## EXERCISE AIM
For the listing below, give the count of lines containing the string "SignalKind" and nothing else.

## DATA IN THIS EXERCISE
//! The reference host's implementations of the engine collaborators.

use crate::model::spatial_hash::SpatialHash;
use std::collections::HashMap;
use wolfpack_core::collaborators::{
    NeighborQuery, PreySelector, ResourceStore, Signal, SignalKind, SignalSink, ENERGY_KEY,
    HUNGER_KEY,
};
use wolfpack_core::context::BehaviorContext;
use wolfpack_core::error::{EngineError, Result};
use wolfpack_data::{AgentId, EntitySnapshot, Species, Vec3};

/// This tick's snapshots behind a spatial hash.
pub struct SpatialIndex {
    hash: SpatialHash,
    snapshots: Vec<EntitySnapshot>,
    positions: Vec<(f64, f64)>,
    by_id: HashMap<AgentId, usize>,
}

impl SpatialIndex {
    pub fn new(cell_size: f64, width: u16, depth: u16) -> Self {
        Self {
            hash: SpatialHash::new(cell_size, width, depth),
            snapshots: Vec::new(),
            positions: Vec::new(),
            by_id: HashMap::new(),
        }
    }

    pub fn rebuild(&mut self, snapshots: Vec<EntitySnapshot>) {
        let data: Vec<(f64, f64, Species)> = snapshots
            .iter()
            .map(|s| (s.position.x, s.position.z, s.species))
            .collect();
        let (width, depth) = (self.hash.width, self.hash.depth);
        self.hash.build_with_species(&data, width, depth);
        self.positions = data.iter().map(|&(x, z, _)| (x, z)).collect();
        self.by_id = snapshots.iter().enumerate().map(|(i, s)| (s.id, i)).collect();
        self.snapshots = snapshots;
    }

    pub fn snapshots(&self) -> &[EntitySnapshot] {
        &self.snapshots
    }

    pub fn get(&self, id: AgentId) -> Option<&EntitySnapshot> {
        self.by_id.get(&id).and_then(|&i| self.snapshots.get(i))
    }

    /// Living entities within `radius` of `center`.
    pub fn within(&self, center: Vec3, radius: f64) -> Vec<&EntitySnapshot> {
        let mut found = Vec::new();
        self.hash.query_callback(center.x, center.z, radius, |idx| {
            if let Some(s) = self.snapshots.get(idx) {
                if s.alive && s.position.distance_to(center) <= radius {
                    found.push(s);
                }
            }
        });
        found
    }

    pub fn count_species_within(&self, center: Vec3, radius: f64, species: Species) -> usize {
        self.hash
            .count_species_within(center.x, center.z, radius, species, &self.positions)
    }
}

impl NeighborQuery for SpatialIndex {
    fn nearby(&self, agent: &EntitySnapshot, radius: f64, same_species_only: bool) -> Result<Vec<EntitySnapshot>> {
        if !agent.position.is_finite() {
            return Err(EngineError::collaborator(
                "neighbor index",
                format!("agent {} has a non-finite position", agent.id),
            ));
        }
        let mut found: Vec<EntitySnapshot> = self
            .within(agent.position, radius)
            .into_iter()
            .filter(|s| s.id != agent.id)
            .filter(|s| !same_species_only || s.species == agent.species)
            .copied()
            .collect();
        found.sort_by_key(|s| s.id);
        Ok(found)
    }
}

/// Energy and hunger per agent.
#[derive(Debug, Clone, Copy, PartialEq)]
pub struct Needs {
    pub energy: f64,
    /// Fullness: 0 is starving, `max_hunger` is sated.
    pub hunger: f64,
}

#[derive(Debug, Default)]
pub struct NeedsLedger {
    needs: HashMap<AgentId, Needs>,
}

impl NeedsLedger {
    pub fn insert(&mut self, agent: AgentId, needs: Needs) {
        self.needs.insert(agent, needs);
    }

    pub fn get(&self, agent: AgentId) -> Option<Needs> {
        self.needs.get(&agent).copied()
    }

    pub fn remove(&mut self, agent: AgentId) {
        self.needs.remove(&agent);
    }

    pub fn len(&self) -> usize {
        self.needs.len()
    }

    pub fn is_empty(&self) -> bool {
        self.needs.is_empty()
    }

    /// Passive recovery: energy regenerates, the stomach empties.
    pub fn decay(&mut self, energy_regen: f64, max_energy: f64, hunger_decay: f64) {
        for needs in self.needs.values_mut() {
            needs.energy = (needs.energy + energy_regen).min(max_energy);
            needs.hunger = (needs.hunger - hunger_decay).max(0.0);
        }
    }

    pub fn feed(&mut self, agent: AgentId, amount: f64, max_hunger: f64) {
        if let Some(needs) = self.needs.get_mut(&agent) {
            needs.hunger = (needs.hunger + amount).min(max_hunger);
        }
    }
}

impl ResourceStore for NeedsLedger {
    fn read(&self, agent: AgentId, key: &str) -> Result<Option<f64>> {
        let needs = self.needs.get(&agent);
        match key {
            ENERGY_KEY => Ok(needs.map(|n| n.energy)),
            HUNGER_KEY => Ok(needs.map(|n| n.hunger)),
            other => Err(EngineError::unknown_resource(other)),
        }
    }

    fn write(&mut self, agent: AgentId, key: &str, value: f64) -> Result<()> {
        let Some(needs) = self.needs.get_mut(&agent) else {
            return Err(EngineError::collaborator("needs ledger", format!("no record for {}", agent)));
        };
        match key {
            ENERGY_KEY => needs.energy = value,
            HUNGER_KEY => needs.hunger = value,
            other => return Err(EngineError::unknown_resource(other)),
        }
        Ok(())
    }
}

/// Closest living allowed prey within `radius`; ties go to the lower id.
pub struct NearestPreySelector<'a> {
    index: &'a SpatialIndex,
    radius: f64,
    species: &'a [Species],
}

impl<'a> NearestPreySelector<'a> {
    pub fn new(index: &'a SpatialIndex, radius: f64, species: &'a [Species]) -> Self {
        Self { index, radius, species }
    }
}

impl PreySelector for NearestPreySelector<'_> {
    fn select(&self, ctx: &BehaviorContext<'_>) -> Result<Option<EntitySnapshot>> {
        let here = ctx.position();
        let best = self
            .index
            .within(here, self.radius)
            .into_iter()
            .filter(|s| s.id != ctx.agent.id && !s.tamed && self.species.contains(&s.species))
            .min_by(|a, b| {
                here.distance_to(a.position)
                    .total_cmp(&here.distance_to(b.position))
                    .then_with(|| a.id.cmp(&b.id))
            });
        Ok(best.copied())
    }
}

/// Every signal emitted during a run, with per-kind totals.
#[derive(Debug, Default)]
pub struct SignalLog {
    recent: Vec<Signal>,
    totals: HashMap<SignalKind, u64>,
}

impl SignalLog {
    /// Signals since the last call.
    pub fn drain(&mut self) -> Vec<Signal> {
        std::mem::take(&mut self.recent)
    }

    pub fn total(&self, kind: SignalKind) -> u64 {
        self.totals.get(&kind).copied().unwrap_or(0)
    }
}

impl SignalSink for SignalLog {
    fn emit(&mut self, signal: Signal) {
        tracing::debug!(kind = ?signal.kind, source = %signal.source, tick = signal.tick, "Signal");
        *self.totals.entry(signal.kind).or_insert(0) += 1;
        self.recent.push(signal);
    }
}

#[cfg(test)]
mod tests {
    use super::*;
    use uuid::Uuid;

    fn at(species: Species, x: f64, z: f64) -> EntitySnapshot {
        EntitySnapshot::new(Uuid::new_v4(), species, Vec3::flat(x, z))
    }

    fn index(snapshots: Vec<EntitySnapshot>) -> SpatialIndex {
        let mut index = SpatialIndex::new(8.0, 128, 128);
        index.rebuild(snapshots);
        index
    }

    #[test]
    fn test_nearby_excludes_self_and_far() {
        let wolf = at(Species::Wolf, 50.0, 50.0);
        let near = at(Species::Sheep, 55.0, 50.0);
        let far = at(Species::Sheep, 100.0, 50.0);
        let mate = at(Species::Wolf, 48.0, 50.0);
        let index = index(vec![wolf, near, far, mate]);

        let all = index.nearby(&wolf, 10.0, false).unwrap();
        assert_eq!(all.len(), 2);
        assert!(all.iter().all(|s| s.id != wolf.id));

        let kin = index.nearby(&wolf, 10.0, true).unwrap();
        assert_eq!(kin.len(), 1);
        assert_eq!(kin[0].id, mate.id);
    }

    #[test]
    fn test_ledger_reads_and_rejects_unknown_keys() {
        let id = Uuid::new_v4();
        let mut ledger = NeedsLedger::default();
        assert_eq!(ledger.read(id, ENERGY_KEY).unwrap(), None);
        ledger.insert(id, Needs { energy: 40.0, hunger: 10.0 });
        assert_eq!(ledger.read(id, HUNGER_KEY).unwrap(), Some(10.0));
        assert!(ledger.read(id, "mana").is_err());

        ledger.decay(0.05, 100.0, 0.01);
        let needs = ledger.get(id).unwrap();
        assert!((needs.energy - 40.05).abs() < 1e-12);
        assert!((needs.hunger - 9.99).abs() < 1e-12);

        ledger.feed(id, 500.0, 100.0);
        assert_eq!(ledger.get(id).unwrap().hunger, 100.0);
    }

    #[test]
    fn test_nearest_prey() {
        let wolf = at(Species::Wolf, 10.0, 10.0);
        let rabbit = at(Species::Rabbit, 20.0, 10.0);
        let sheep = at(Species::Sheep, 14.0, 10.0);
        let cow = at(Species::Cow, 11.0, 10.0);
        let index = index(vec![wolf, rabbit, sheep, cow]);
        let allowed = [Species::Sheep, Species::Rabbit];
        let selector = NearestPreySelector::new(&index, 48.0, &allowed);
        let ctx = BehaviorContext::new(1, wolf, &[]);
        assert_eq!(selector.select(&ctx).unwrap().map(|s| s.id), Some(sheep.id));
    }

    #[test]
    fn test_signal_log_totals() {
        let mut log = SignalLog::default();
        for kind in [SignalKind::AlertHowl, SignalKind::ScentMark, SignalKind::ScentMark] {
            log.emit(Signal {
                kind,
                source: Uuid::new_v4(),
                pack_id: None,
                position: Vec3::ZERO,
                tick: 3,
            });
        }
        assert_eq!(log.drain().len(), 3);
        assert!(log.drain().is_empty());
        assert_eq!(log.total(SignalKind::ScentMark), 2);
    }
}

## RESULT FOR THIS EXERCISE
5